··· Records
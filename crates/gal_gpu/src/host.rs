//! Window surface ownership
//!
//! `SurfaceHost` holds the native window, its wgpu surface, the renderer and
//! the engine. Windowing code forwards resize, paint and cursor events to it;
//! the engine itself never sees the window.

use std::sync::Arc;

use gal_core::{GalError, Point};

use crate::engine::{EngineConfig, GalEngine};
use crate::renderer::{GpuRenderer, RendererConfig, RendererError};

#[derive(Debug, thiserror::Error)]
pub enum HostError {
    #[error(transparent)]
    Renderer(#[from] RendererError),

    #[error(transparent)]
    Engine(#[from] GalError),
}

pub struct SurfaceHost<W> {
    window: Arc<W>,
    surface: wgpu::Surface<'static>,
    surface_config: wgpu::SurfaceConfiguration,
    renderer: GpuRenderer,
    engine: GalEngine,
}

impl<W> SurfaceHost<W>
where
    W: raw_window_handle::HasWindowHandle
        + raw_window_handle::HasDisplayHandle
        + Send
        + Sync
        + 'static,
{
    /// Creates the surface, renderer and engine for a window of the given
    /// physical size
    pub fn new(
        window: Arc<W>,
        width: u32,
        height: u32,
        engine_config: EngineConfig,
        renderer_config: RendererConfig,
    ) -> Result<Self, HostError> {
        let (mut renderer, surface, caps) =
            pollster::block_on(GpuRenderer::with_surface(window.clone(), renderer_config))?;

        // Frames are copied from the main target into the surface texture
        if !caps.usages.contains(wgpu::TextureUsages::COPY_DST) {
            return Err(RendererError::SurfaceConfig(
                "surface textures cannot be copy destinations".into(),
            )
            .into());
        }

        let (width, height) = (width.max(1), height.max(1));
        let surface_config = wgpu::SurfaceConfiguration {
            usage: wgpu::TextureUsages::RENDER_ATTACHMENT | wgpu::TextureUsages::COPY_DST,
            format: renderer.texture_format(),
            width,
            height,
            present_mode: wgpu::PresentMode::AutoVsync,
            desired_maximum_frame_latency: 2,
            alpha_mode: caps
                .alpha_modes
                .first()
                .copied()
                .unwrap_or(wgpu::CompositeAlphaMode::Auto),
            view_formats: vec![],
        };
        surface.configure(renderer.device(), &surface_config);
        renderer.resize(width, height);

        let mut engine = GalEngine::new(engine_config);
        engine.resize_screen(width as i64, height as i64)?;

        Ok(Self {
            window,
            surface,
            surface_config,
            renderer,
            engine,
        })
    }

    pub fn window(&self) -> &Arc<W> {
        &self.window
    }

    pub fn engine(&self) -> &GalEngine {
        &self.engine
    }

    pub fn engine_mut(&mut self) -> &mut GalEngine {
        &mut self.engine
    }

    pub fn renderer(&self) -> &GpuRenderer {
        &self.renderer
    }

    /// Window resize; a zero size (minimized window) is ignored
    pub fn resize(&mut self, width: u32, height: u32) -> Result<(), HostError> {
        if width == 0 || height == 0 {
            tracing::debug!(width, height, "ignoring resize to an empty window");
            return Ok(());
        }

        self.engine.resize_screen(width as i64, height as i64)?;
        self.surface_config.width = width;
        self.surface_config.height = height;
        self.surface
            .configure(self.renderer.device(), &self.surface_config);
        self.renderer.resize(width, height);
        Ok(())
    }

    /// Runs `draw` inside a frame and presents the result
    pub fn paint(&mut self, draw: impl FnOnce(&mut GalEngine)) -> Result<(), HostError> {
        self.engine.begin_drawing();
        draw(&mut self.engine);
        self.engine.end_drawing();

        let (frame, groups) = self.engine.frame_and_groups();
        match self.renderer.present(&self.surface, frame, groups) {
            Ok(()) => Ok(()),
            Err(RendererError::SurfaceTexture(
                wgpu::SurfaceError::Lost | wgpu::SurfaceError::Outdated,
            )) => {
                tracing::debug!("surface lost, reconfiguring");
                self.surface
                    .configure(self.renderer.device(), &self.surface_config);
                Ok(())
            }
            Err(err) => Err(err.into()),
        }
    }

    /// Cursor position in physical pixels mapped to world coordinates
    pub fn cursor_to_world(&self, x: f64, y: f64) -> Result<Point, GalError> {
        self.engine.compute_cursor_to_world(Point::new(x, y))
    }
}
······
= What is expected =
Each record must be copied out exactly and in full.

= Result of the exercise =
filename crates/gal_gpu/src/host.rs
//! Window surface ownership
//!
//! `SurfaceHost` holds the native window, its wgpu surface, the renderer and
//! the engine. Windowing code forwards resize, paint and cursor events to it;
//! the engine itself never sees the window.

use std::sync::Arc;

use gal_core::{GalError, Point};

use crate::engine::{EngineConfig, GalEngine};
use crate::renderer::{GpuRenderer, RendererConfig, RendererError};

#[derive(Debug, thiserror::Error)]
pub enum HostError {
    #[error(transparent)]
    Renderer(#[from] RendererError),

    #[error(transparent)]
    Engine(#[from] GalError),
}

pub struct SurfaceHost<W> {
    window: Arc<W>,
    surface: wgpu::Surface<'static>,
    surface_config: wgpu::SurfaceConfiguration,
    renderer: GpuRenderer,
    engine: GalEngine,
}

impl<W> SurfaceHost<W>
where
    W: raw_window_handle::HasWindowHandle
        + raw_window_handle::HasDisplayHandle
        + Send
        + Sync
        + 'static,
{
    /// Creates the surface, renderer and engine for a window of the given
    /// physical size
    pub fn new(
        window: Arc<W>,
        width: u32,
        height: u32,
        engine_config: EngineConfig,
        renderer_config: RendererConfig,
    ) -> Result<Self, HostError> {
        let (mut renderer, surface, caps) =
            pollster::block_on(GpuRenderer::with_surface(window.clone(), renderer_config))?;

        // Frames are copied from the main target into the surface texture
        if !caps.usages.contains(wgpu::TextureUsages::COPY_DST) {
            return Err(RendererError::SurfaceConfig(
                "surface textures cannot be copy destinations".into(),
            )
            .into());
        }

        let (width, height) = (width.max(1), height.max(1));
        let surface_config = wgpu::SurfaceConfiguration {
            usage: wgpu::TextureUsages::RENDER_ATTACHMENT | wgpu::TextureUsages::COPY_DST,
            format: renderer.texture_format(),
            width,
            height,
            present_mode: wgpu::PresentMode::AutoVsync,
            desired_maximum_frame_latency: 2,
            alpha_mode: caps
                .alpha_modes
                .first()
                .copied()
                .unwrap_or(wgpu::CompositeAlphaMode::Auto),
            view_formats: vec![],
        };
        surface.configure(renderer.device(), &surface_config);
        renderer.resize(width, height);

        let mut engine = GalEngine::new(engine_config);
        engine.resize_screen(width as i64, height as i64)?;

        Ok(Self {
            window,
            surface,
            surface_config,
            renderer,
            engine,
        })
    }

    pub fn window(&self) -> &Arc<W> {
        &self.window
    }

    pub fn engine(&self) -> &GalEngine {
        &self.engine
    }

    pub fn engine_mut(&mut self) -> &mut GalEngine {
        &mut self.engine
    }

    pub fn renderer(&self) -> &GpuRenderer {
        &self.renderer
    }

    /// Window resize; a zero size (minimized window) is ignored
    pub fn resize(&mut self, width: u32, height: u32) -> Result<(), HostError> {
        if width == 0 || height == 0 {
            tracing::debug!(width, height, "ignoring resize to an empty window");
            return Ok(());
        }

        self.engine.resize_screen(width as i64, height as i64)?;
        self.surface_config.width = width;
        self.surface_config.height = height;
        self.surface
            .configure(self.renderer.device(), &self.surface_config);
        self.renderer.resize(width, height);
        Ok(())
    }

    /// Runs `draw` inside a frame and presents the result
    pub fn paint(&mut self, draw: impl FnOnce(&mut GalEngine)) -> Result<(), HostError> {
        self.engine.begin_drawing();
        draw(&mut self.engine);
        self.engine.end_drawing();

        let (frame, groups) = self.engine.frame_and_groups();
        match self.renderer.present(&self.surface, frame, groups) {
            Ok(()) => Ok(()),
            Err(RendererError::SurfaceTexture(
                wgpu::SurfaceError::Lost | wgpu::SurfaceError::Outdated,
            )) => {
                tracing::debug!("surface lost, reconfiguring");
                self.surface
                    .configure(self.renderer.device(), &self.surface_config);
                Ok(())
            }
            Err(err) => Err(err.into()),
        }
    }

    /// Cursor position in physical pixels mapped to world coordinates
    pub fn cursor_to_world(&self, x: f64, y: f64) -> Result<Point, GalError> {
        self.engine.compute_cursor_to_world(Point::new(x, y))
    }
}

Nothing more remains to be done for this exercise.